(Recorded data)

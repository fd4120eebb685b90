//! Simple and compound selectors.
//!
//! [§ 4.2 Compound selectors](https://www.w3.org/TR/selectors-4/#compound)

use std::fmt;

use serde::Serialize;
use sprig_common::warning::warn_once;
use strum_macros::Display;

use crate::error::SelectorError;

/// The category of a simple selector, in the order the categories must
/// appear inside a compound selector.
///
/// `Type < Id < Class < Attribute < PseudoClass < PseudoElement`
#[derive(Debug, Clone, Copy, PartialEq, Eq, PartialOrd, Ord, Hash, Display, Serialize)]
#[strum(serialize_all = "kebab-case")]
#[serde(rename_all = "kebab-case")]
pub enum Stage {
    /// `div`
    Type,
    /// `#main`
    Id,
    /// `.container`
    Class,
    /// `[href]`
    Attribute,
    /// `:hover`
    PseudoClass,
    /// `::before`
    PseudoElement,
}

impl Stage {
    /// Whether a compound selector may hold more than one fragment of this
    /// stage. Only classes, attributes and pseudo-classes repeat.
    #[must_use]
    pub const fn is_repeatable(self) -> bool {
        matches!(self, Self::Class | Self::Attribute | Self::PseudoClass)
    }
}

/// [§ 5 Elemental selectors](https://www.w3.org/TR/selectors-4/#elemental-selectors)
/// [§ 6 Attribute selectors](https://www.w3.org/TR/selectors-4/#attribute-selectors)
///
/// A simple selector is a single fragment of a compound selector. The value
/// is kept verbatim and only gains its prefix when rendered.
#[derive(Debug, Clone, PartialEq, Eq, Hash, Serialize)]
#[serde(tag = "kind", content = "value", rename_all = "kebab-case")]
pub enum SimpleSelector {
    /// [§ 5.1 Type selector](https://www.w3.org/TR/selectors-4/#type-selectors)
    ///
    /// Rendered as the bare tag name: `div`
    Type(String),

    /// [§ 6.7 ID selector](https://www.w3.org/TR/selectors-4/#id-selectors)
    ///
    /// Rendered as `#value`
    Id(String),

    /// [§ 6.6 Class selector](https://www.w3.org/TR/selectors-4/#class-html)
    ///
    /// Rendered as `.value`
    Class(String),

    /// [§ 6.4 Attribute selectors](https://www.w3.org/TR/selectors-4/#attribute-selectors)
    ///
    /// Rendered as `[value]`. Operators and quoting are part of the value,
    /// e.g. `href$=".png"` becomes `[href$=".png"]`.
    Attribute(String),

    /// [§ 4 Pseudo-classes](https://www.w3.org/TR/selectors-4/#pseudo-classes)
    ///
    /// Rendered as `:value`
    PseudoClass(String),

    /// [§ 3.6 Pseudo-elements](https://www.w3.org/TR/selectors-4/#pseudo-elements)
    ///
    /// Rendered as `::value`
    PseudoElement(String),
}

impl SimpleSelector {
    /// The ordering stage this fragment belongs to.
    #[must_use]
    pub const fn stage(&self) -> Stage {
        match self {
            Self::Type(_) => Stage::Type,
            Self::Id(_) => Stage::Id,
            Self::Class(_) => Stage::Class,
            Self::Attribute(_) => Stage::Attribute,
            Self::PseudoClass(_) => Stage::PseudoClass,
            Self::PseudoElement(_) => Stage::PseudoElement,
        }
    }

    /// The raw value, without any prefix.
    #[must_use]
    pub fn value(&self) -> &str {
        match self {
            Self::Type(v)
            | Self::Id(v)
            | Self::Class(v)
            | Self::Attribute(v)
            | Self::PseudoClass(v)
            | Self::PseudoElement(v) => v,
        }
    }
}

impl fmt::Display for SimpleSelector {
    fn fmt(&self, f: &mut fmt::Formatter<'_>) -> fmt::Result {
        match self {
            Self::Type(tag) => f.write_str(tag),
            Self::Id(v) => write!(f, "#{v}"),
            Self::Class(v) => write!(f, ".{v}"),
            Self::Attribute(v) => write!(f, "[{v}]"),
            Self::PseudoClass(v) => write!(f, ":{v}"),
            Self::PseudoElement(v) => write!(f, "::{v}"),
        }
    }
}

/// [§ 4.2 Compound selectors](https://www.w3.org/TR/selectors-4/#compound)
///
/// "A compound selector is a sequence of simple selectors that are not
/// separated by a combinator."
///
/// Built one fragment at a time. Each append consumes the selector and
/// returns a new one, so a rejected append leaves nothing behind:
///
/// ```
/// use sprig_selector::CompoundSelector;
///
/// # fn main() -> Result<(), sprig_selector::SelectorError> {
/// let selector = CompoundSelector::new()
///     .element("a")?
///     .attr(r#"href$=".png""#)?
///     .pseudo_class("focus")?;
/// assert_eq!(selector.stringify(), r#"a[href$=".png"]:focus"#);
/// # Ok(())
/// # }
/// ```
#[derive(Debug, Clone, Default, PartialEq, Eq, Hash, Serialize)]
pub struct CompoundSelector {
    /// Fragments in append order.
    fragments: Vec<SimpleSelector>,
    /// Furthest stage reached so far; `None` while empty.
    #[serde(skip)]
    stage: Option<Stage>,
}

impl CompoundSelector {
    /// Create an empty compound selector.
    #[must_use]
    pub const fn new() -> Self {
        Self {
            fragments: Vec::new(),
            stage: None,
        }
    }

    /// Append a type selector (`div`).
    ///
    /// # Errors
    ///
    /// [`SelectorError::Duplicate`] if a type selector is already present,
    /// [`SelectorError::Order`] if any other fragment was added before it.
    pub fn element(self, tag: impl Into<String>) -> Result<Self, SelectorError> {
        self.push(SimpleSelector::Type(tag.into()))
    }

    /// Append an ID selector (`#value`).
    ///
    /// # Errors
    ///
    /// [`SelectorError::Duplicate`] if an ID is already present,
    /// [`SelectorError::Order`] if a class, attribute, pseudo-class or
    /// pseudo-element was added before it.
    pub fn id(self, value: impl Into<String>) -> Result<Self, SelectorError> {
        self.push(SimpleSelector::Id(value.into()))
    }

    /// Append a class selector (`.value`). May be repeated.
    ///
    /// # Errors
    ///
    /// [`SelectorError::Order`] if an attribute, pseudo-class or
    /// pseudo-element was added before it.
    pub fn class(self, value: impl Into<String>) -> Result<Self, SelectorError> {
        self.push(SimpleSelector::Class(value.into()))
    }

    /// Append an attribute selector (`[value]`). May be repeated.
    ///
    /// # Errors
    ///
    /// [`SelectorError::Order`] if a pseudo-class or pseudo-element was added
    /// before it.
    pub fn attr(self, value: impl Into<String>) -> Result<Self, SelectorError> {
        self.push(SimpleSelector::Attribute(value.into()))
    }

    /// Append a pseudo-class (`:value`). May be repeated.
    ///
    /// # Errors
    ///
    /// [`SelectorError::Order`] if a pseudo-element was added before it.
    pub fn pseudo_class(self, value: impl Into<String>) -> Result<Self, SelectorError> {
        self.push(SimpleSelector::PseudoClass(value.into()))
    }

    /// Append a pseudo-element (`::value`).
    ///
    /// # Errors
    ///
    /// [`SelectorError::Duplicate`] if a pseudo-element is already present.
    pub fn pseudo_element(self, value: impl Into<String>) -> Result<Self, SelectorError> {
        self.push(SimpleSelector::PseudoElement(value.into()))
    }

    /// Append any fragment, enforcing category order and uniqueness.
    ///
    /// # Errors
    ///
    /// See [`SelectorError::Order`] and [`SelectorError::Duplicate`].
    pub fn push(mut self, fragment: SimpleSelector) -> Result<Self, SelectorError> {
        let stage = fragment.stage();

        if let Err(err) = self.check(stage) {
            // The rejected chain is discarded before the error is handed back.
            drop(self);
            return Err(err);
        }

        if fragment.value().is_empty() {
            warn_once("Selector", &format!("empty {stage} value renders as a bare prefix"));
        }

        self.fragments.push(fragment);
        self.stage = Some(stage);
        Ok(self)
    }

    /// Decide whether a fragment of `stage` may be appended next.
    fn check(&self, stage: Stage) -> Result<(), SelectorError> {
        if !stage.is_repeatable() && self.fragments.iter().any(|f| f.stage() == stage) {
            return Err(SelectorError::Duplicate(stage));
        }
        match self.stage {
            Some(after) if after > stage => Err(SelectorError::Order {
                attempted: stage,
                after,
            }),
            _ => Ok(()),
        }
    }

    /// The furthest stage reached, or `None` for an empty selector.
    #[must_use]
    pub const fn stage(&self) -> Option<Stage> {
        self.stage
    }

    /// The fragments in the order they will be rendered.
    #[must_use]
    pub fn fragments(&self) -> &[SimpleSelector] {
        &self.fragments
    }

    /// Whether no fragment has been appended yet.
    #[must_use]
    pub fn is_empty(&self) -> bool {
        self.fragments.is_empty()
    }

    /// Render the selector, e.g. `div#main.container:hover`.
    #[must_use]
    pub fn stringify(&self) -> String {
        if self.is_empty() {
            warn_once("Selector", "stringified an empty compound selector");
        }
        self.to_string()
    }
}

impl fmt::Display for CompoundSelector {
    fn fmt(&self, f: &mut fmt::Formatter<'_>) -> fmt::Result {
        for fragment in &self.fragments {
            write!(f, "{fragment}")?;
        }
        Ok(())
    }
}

(End Recorded data)
(Recorded data)

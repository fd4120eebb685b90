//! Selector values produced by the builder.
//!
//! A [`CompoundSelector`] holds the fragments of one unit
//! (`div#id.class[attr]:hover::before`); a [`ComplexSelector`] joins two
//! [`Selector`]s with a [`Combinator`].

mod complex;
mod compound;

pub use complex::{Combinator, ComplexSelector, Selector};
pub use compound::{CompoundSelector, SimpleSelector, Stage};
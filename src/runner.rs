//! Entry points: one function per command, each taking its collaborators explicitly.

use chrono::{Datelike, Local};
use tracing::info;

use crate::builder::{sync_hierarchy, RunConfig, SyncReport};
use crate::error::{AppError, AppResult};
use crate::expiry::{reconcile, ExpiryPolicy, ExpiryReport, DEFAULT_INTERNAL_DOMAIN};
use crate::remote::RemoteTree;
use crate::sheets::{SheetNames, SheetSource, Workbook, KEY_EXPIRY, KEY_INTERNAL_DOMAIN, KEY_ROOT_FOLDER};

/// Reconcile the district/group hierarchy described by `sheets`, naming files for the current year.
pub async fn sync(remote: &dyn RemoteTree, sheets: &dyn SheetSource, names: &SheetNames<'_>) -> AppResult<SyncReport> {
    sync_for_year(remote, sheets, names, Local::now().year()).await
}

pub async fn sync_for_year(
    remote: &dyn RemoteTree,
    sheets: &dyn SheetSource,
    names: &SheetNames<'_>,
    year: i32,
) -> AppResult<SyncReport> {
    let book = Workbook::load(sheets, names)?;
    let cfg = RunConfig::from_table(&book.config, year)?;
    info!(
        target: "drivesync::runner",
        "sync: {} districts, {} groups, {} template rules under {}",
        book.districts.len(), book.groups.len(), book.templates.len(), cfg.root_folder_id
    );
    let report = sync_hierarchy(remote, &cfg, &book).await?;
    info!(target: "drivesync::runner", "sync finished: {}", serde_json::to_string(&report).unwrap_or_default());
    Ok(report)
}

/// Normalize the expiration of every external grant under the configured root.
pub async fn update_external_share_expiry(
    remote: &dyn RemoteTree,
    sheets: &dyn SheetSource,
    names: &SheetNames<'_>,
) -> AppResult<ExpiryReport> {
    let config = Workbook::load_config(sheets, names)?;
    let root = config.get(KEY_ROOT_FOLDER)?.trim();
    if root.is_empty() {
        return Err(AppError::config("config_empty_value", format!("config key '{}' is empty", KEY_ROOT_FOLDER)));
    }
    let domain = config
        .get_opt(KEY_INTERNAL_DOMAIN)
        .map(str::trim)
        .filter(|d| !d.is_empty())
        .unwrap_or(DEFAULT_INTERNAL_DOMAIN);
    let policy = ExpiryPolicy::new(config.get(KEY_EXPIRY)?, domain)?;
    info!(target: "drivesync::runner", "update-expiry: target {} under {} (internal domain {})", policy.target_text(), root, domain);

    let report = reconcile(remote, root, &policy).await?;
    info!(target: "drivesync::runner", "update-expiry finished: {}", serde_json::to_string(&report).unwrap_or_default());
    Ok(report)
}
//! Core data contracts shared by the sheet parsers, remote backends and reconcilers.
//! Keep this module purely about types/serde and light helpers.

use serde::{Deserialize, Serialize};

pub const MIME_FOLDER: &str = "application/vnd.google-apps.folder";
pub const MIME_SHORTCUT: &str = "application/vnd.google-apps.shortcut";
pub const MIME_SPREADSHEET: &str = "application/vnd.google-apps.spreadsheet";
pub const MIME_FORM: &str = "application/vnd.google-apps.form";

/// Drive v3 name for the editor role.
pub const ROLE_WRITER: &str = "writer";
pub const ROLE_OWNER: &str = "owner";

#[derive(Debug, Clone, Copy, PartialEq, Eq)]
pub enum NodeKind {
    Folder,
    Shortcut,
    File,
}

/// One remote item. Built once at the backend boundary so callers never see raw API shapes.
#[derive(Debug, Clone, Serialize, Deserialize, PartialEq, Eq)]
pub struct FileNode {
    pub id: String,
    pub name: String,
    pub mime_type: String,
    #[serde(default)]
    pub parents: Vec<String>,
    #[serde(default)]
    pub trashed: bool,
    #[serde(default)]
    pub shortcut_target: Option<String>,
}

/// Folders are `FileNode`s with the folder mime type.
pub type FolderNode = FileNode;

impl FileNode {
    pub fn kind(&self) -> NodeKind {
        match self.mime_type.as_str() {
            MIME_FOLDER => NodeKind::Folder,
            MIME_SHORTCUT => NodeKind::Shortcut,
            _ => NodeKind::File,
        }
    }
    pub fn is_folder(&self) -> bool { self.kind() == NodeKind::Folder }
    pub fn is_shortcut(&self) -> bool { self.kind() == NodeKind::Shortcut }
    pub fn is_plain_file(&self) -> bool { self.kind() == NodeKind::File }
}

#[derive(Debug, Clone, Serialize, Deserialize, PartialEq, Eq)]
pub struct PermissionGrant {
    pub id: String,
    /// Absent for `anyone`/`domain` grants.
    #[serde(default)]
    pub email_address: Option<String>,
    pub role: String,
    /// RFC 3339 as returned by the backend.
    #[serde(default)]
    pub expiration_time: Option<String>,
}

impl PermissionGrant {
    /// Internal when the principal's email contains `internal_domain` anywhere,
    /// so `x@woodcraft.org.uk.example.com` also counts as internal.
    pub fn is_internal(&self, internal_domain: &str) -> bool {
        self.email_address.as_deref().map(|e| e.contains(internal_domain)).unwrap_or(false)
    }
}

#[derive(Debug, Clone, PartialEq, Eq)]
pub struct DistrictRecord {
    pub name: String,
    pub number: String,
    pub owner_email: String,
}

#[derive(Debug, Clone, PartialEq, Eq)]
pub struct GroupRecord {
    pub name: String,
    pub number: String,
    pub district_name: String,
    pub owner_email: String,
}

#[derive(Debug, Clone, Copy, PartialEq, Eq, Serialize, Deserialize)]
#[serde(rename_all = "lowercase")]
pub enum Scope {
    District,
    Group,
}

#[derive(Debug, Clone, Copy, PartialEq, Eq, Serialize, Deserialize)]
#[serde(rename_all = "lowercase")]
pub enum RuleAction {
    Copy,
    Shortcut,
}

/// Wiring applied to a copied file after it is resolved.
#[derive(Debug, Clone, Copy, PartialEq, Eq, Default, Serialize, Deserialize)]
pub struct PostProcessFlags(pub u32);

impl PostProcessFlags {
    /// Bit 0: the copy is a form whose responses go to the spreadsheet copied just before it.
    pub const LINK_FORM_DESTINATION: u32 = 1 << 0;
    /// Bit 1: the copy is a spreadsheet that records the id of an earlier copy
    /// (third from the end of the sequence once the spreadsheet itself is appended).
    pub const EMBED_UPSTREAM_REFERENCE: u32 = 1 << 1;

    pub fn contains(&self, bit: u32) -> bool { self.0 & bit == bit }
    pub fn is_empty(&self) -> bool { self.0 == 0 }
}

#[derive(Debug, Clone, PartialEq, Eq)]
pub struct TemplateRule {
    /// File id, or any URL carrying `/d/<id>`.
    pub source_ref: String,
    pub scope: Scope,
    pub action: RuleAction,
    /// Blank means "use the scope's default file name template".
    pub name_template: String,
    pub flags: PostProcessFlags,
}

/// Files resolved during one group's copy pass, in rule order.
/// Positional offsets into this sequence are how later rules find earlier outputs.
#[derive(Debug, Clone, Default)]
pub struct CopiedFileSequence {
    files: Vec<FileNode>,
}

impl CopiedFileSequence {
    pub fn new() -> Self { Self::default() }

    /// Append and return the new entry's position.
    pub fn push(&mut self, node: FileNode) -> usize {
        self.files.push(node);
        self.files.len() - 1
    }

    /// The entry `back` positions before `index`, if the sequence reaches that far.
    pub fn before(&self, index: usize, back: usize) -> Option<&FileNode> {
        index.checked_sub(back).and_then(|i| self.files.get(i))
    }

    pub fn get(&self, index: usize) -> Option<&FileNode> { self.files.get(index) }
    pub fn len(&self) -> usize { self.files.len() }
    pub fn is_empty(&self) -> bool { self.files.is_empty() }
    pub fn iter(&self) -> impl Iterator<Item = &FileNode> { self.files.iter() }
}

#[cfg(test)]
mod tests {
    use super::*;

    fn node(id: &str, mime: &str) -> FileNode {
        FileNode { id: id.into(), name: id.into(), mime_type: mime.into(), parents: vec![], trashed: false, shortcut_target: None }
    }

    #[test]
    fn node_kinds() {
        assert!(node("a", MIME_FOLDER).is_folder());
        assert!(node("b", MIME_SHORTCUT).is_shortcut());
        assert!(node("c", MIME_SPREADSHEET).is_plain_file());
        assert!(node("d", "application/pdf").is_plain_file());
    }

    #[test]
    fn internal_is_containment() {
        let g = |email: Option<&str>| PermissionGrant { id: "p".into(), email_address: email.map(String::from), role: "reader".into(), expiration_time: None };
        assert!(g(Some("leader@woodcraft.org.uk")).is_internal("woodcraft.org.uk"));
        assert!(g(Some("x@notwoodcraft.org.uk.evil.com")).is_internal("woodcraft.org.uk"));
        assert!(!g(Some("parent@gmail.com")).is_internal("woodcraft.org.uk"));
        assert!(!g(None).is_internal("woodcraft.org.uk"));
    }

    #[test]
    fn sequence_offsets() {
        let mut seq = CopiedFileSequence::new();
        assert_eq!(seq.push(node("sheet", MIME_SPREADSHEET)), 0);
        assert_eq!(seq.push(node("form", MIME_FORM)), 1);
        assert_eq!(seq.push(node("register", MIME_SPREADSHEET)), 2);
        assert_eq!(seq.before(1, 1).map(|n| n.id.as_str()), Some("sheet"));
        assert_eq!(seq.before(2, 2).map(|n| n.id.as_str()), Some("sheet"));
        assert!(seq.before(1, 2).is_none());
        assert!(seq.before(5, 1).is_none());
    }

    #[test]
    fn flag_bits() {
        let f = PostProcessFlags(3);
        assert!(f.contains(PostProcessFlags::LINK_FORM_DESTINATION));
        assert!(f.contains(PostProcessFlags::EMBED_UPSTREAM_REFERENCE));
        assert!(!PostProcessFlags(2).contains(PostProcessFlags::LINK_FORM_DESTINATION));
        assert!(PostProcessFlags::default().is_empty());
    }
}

(End Recorded data)
(Recorded data)

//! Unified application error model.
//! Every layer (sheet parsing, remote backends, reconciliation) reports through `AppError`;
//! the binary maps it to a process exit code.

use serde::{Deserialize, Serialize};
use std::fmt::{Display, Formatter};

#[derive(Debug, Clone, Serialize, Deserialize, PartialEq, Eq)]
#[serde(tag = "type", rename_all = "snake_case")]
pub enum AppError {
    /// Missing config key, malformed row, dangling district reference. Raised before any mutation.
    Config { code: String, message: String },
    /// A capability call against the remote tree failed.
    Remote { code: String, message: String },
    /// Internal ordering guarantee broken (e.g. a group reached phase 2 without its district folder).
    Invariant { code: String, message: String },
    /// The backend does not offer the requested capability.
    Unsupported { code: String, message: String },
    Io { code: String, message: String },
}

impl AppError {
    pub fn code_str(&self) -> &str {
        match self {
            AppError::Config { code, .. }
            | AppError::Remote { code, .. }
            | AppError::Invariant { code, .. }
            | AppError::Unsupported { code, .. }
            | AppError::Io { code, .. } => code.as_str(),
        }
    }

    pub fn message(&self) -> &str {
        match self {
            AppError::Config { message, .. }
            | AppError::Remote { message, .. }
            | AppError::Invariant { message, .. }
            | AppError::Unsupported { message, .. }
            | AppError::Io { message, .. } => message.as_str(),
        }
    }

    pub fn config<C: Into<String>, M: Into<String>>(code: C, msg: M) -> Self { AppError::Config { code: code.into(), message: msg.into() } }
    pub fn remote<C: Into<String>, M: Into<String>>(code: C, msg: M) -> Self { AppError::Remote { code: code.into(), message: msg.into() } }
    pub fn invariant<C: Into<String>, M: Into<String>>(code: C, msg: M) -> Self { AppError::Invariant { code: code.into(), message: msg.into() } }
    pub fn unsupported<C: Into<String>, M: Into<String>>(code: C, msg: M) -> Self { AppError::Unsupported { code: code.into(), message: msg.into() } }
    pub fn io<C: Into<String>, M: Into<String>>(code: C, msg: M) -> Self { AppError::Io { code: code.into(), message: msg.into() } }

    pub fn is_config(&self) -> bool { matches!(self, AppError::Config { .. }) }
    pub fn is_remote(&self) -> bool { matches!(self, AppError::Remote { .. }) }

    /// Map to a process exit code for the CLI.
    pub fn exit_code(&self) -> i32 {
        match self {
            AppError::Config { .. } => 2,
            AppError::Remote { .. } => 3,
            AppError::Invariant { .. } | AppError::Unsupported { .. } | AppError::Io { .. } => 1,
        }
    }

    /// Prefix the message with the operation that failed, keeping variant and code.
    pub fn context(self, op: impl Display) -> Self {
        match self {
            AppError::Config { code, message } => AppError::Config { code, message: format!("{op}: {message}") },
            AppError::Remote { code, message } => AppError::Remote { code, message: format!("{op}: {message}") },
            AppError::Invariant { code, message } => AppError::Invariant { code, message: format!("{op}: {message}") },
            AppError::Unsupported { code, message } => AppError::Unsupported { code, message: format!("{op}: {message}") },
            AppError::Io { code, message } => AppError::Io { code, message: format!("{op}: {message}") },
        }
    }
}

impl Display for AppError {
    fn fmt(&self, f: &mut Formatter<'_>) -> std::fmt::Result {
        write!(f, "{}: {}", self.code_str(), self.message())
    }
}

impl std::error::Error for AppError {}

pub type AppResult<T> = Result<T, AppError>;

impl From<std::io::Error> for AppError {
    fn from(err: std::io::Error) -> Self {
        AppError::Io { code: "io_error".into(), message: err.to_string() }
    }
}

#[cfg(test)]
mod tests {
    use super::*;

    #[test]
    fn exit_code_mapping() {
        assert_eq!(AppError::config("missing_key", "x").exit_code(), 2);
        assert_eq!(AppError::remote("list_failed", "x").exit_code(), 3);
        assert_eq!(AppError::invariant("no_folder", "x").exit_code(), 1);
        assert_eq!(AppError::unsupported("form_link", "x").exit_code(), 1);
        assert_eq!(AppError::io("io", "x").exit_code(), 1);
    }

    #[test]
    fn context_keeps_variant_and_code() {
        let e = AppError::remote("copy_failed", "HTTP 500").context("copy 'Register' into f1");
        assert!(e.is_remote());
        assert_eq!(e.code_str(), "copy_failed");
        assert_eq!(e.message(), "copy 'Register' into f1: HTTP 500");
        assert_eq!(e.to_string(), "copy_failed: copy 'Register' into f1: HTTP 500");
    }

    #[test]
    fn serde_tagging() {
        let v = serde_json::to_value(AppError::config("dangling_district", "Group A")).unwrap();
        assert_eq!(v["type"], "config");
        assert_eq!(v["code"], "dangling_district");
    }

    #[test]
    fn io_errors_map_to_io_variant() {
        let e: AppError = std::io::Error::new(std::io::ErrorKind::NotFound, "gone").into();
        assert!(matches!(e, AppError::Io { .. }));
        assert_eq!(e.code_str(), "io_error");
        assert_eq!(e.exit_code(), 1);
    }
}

(End Recorded data)

■ The problem:
Every line that contains the string "matches" should be returned from the data.

■ Exercise output:
        matches!(self, Self::Class | Self::Attribute | Self::PseudoClass)
    pub fn is_config(&self) -> bool { matches!(self, AppError::Config { .. }) }
    pub fn is_remote(&self) -> bool { matches!(self, AppError::Remote { .. }) }
        assert!(matches!(e, AppError::Io { .. }));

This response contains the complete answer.